ImagemFigura 2: Taxas de homicídio por Habitantes[xiv]

Para além dos dados e estatísticas, que são importantes, é preciso reforçar que estamos falando de vidas pretas cujo fardo histórico remete ao racismo como herança da escravidão que insiste em ecoar violentamente. Algo que não vem descrito nestes números são os choros das famílias que perderam alguém por conta desta violência estrutural produzida pelo capitalismo em ruínas. São cada vez mais comuns e recorrentes as chacinas devoradoras de vidas, esgarçadas pela ordem socialmente estabelecida. Em 2016, a polícia fluminense chegou ao impiedoso registro de 4.222 pessoas assassinadas. Mesmo ano da fatídica operação das Forças de Segurança na Gardênia Azul, após a queda de um helicóptero da polícia atribuída aos traficantes, em que 11 pessoas foram assassinadas. Cena que se repetida na Maré, zona norte do Rio em que, após a incursão de helicóptero de guerra, 8 pessoas foram assassinadas, incluindo Marcus Vinicius, 14 anos de idade.

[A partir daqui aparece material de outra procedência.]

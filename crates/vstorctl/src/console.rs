//! Line-oriented operator console for `vstorctl serve`.

use anyhow::{anyhow, bail, Context, Result};
use common::{SlotAddress, UnitId};
use protocol_scsi::{cdb, DataDirection, ExecuteOutcome};
use std::io::{BufRead, Write};
use std::str::FromStr;
use storage_port::StoragePort;

const HELP: &str = "\
commands:
  list                         addresses of provisioned units
  units                        unit records as JSON
  read <slot> <lba> <blocks>   read blocks and print them as hex
  write <slot> <lba> <hex>     write bytes, zero-padded to whole blocks
  unprovision <unit-id>        remove a unit
  quit";

#[derive(Debug, Clone, PartialEq, Eq)]
pub enum ConsoleCommand {
    List,
    Units,
    Read { slot: u8, lba: u64, blocks: u32 },
    Write { slot: u8, lba: u64, data: Vec<u8> },
    Unprovision { id: UnitId },
    Help,
    Quit,
}

impl FromStr for ConsoleCommand {
    type Err = anyhow::Error;

    fn from_str(line: &str) -> Result<Self> {
        let words: Vec<&str> = line.split_whitespace().collect();
        match words.as_slice() {
            ["list"] => Ok(Self::List),
            ["units"] => Ok(Self::Units),
            ["help"] | ["?"] => Ok(Self::Help),
            ["quit"] | ["exit"] => Ok(Self::Quit),
            ["read", slot, lba, blocks] => Ok(Self::Read {
                slot: slot.parse().context("slot")?,
                lba: lba.parse().context("lba")?,
                blocks: blocks.parse().context("block count")?,
            }),
            ["write", slot, lba, data] => Ok(Self::Write {
                slot: slot.parse().context("slot")?,
                lba: lba.parse().context("lba")?,
                data: hex::decode(data).context("data must be hex")?,
            }),
            ["unprovision", id] => Ok(Self::Unprovision {
                id: UnitId::from_uuid(id.parse().context("unit id")?),
            }),
            [] => bail!("empty command"),
            [other, ..] => bail!("unknown command '{other}' (try 'help')"),
        }
    }
}

/// Read commands from `input` until `quit` or end of input. Command
/// failures are reported on `out` and do not end the session.
pub fn run<R: BufRead, W: Write>(port: &StoragePort, input: R, out: &mut W) -> Result<()> {
    for line in input.lines() {
        let line = line.context("reading console input")?;
        if line.trim().is_empty() {
            continue;
        }
        let outcome = line
            .parse::<ConsoleCommand>()
            .and_then(|command| dispatch(port, command, out));
        match outcome {
            Ok(false) => break,
            Ok(true) => {}
            Err(err) => writeln!(out, "error: {err:#}")?,
        }
    }
    Ok(())
}

/// Returns `false` once the session should end.
fn dispatch<W: Write>(port: &StoragePort, command: ConsoleCommand, out: &mut W) -> Result<bool> {
    match command {
        ConsoleCommand::List => {
            let addresses = port.list(port.capacity())?;
            if addresses.is_empty() {
                writeln!(out, "(no units)")?;
            }
            for address in addresses {
                let unit = port.unit(address)?;
                writeln!(
                    out,
                    "{address}\t{:#08x}\t{}\t{} x {}",
                    address.as_u32(),
                    unit.id(),
                    unit.block_count(),
                    unit.block_length()
                )?;
            }
        }
        ConsoleCommand::Units => {
            let json = serde_json::to_string_pretty(&port.units())?;
            writeln!(out, "{json}")?;
        }
        ConsoleCommand::Read { slot, lba, blocks } => {
            let address = SlotAddress::new(0, slot, 0);
            let unit = port.unit(address)?;
            let length = usize::try_from(u64::from(blocks) * u64::from(unit.block_length()))?;
            let mut buffer = vec![0u8; length];
            let outcome = port.execute(
                address,
                &cdb::read16(lba, blocks, false),
                DataDirection::In,
                &mut buffer,
            )?;
            check(&outcome)?;
            writeln!(out, "{}", hex::encode(&buffer[..outcome.data_length]))?;
        }
        ConsoleCommand::Write { slot, lba, mut data } => {
            let address = SlotAddress::new(0, slot, 0);
            let unit = port.unit(address)?;
            let block_length = usize::try_from(unit.block_length())?;
            let blocks = data.len().div_ceil(block_length).max(1);
            data.resize(blocks * block_length, 0);
            let outcome = port.execute(
                address,
                &cdb::write16(lba, u32::try_from(blocks)?, false),
                DataDirection::Out,
                &mut data,
            )?;
            check(&outcome)?;
            writeln!(out, "wrote {} bytes at lba {lba}", outcome.data_length)?;
        }
        ConsoleCommand::Unprovision { id } => {
            port.unprovision(id)?;
            writeln!(out, "unprovisioned {id}")?;
        }
        ConsoleCommand::Help => writeln!(out, "{HELP}")?,
        ConsoleCommand::Quit => return Ok(false),
    }
    Ok(true)
}

fn check(outcome: &ExecuteOutcome) -> Result<()> {
    if outcome.is_good() {
        return Ok(());
    }
    Err(anyhow!(
        "CHECK CONDITION: sense key {:#x}, asc {:#04x}, ascq {:#04x}",
        outcome.sense.sense_key,
        outcome.sense.additional_sense_code,
        outcome.sense.additional_sense_code_qualifier
    ))
}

Recentemente, 8 corpos foram encontrados na praia da Urca, todos identificados como sendo de “traficantes” da favela Chapéu Mangueira, que fica nas proximidades[xv]. No mês de abril deste ano, a polícia chegou à cifra de 101 assassinatos, um aumento de 26, 3%, se comparada com o mesmo período do ano passado[xvi]. Em Belém, no mês de maio, são 66 pessoas mortas desde o assassinato de uma policial no dia 29 de abril; estas mortes foram efetuadas por grupos de extermínio[xvii]. Em 2017, no Rio de Janeiro, o número de vítimas em confronto com a polícia teve um aumento de 19%, enquanto o de policiais caiu 15%; neste mesmo ano o Rio de Janeiro registrou 5.012 pessoas mortas por policiais[xviii], 790 a mais que em 2016. Também em 2017 a favela do Jacarezinho experimentou a musculatura da “operação vingança” por 11 dias em que foram mobilizadas Forças de Segurança e Forças Armadas, para ocuparem a favela após a morte de um policial civil: 8 pessoas foram mortas.

Diante desse quadro obscuro fica impossível a negativa de um extermínio sistemático da força de trabalho excludente no capitalismo contemporâneo. Um quadro visivelmente global, pois não é só força de trabalho preta que vem sendo brutalmente esgarçada, mas também e infelizmente os palestinos, que sofrem a política genocida do Estado de Israel, o qual decidiu dizimar este povo da superfície terrestre. Portanto, enquanto o capitalismo vai arrastando toda sociedade para a barbárie, são aos pobres que mais sofrem perante o processo de desmantelamento social. Também é notória a relação entre extermínio em massa da força de trabalho com a crise estrutural do capitalismo. Ou revertemos este quadro ou seremos devorados.

Entretanto, é preciso dizer com muita firmeza que passou do momento de os territórios historicamente oprimidos não aceitarem mais esta horrenda realidade. Estes territórios possuem a potencialidade de se transformarem em células de transformação radical da sociedade burguesa numa outra em que não seja mais possível este tipo de opressão e extermínio.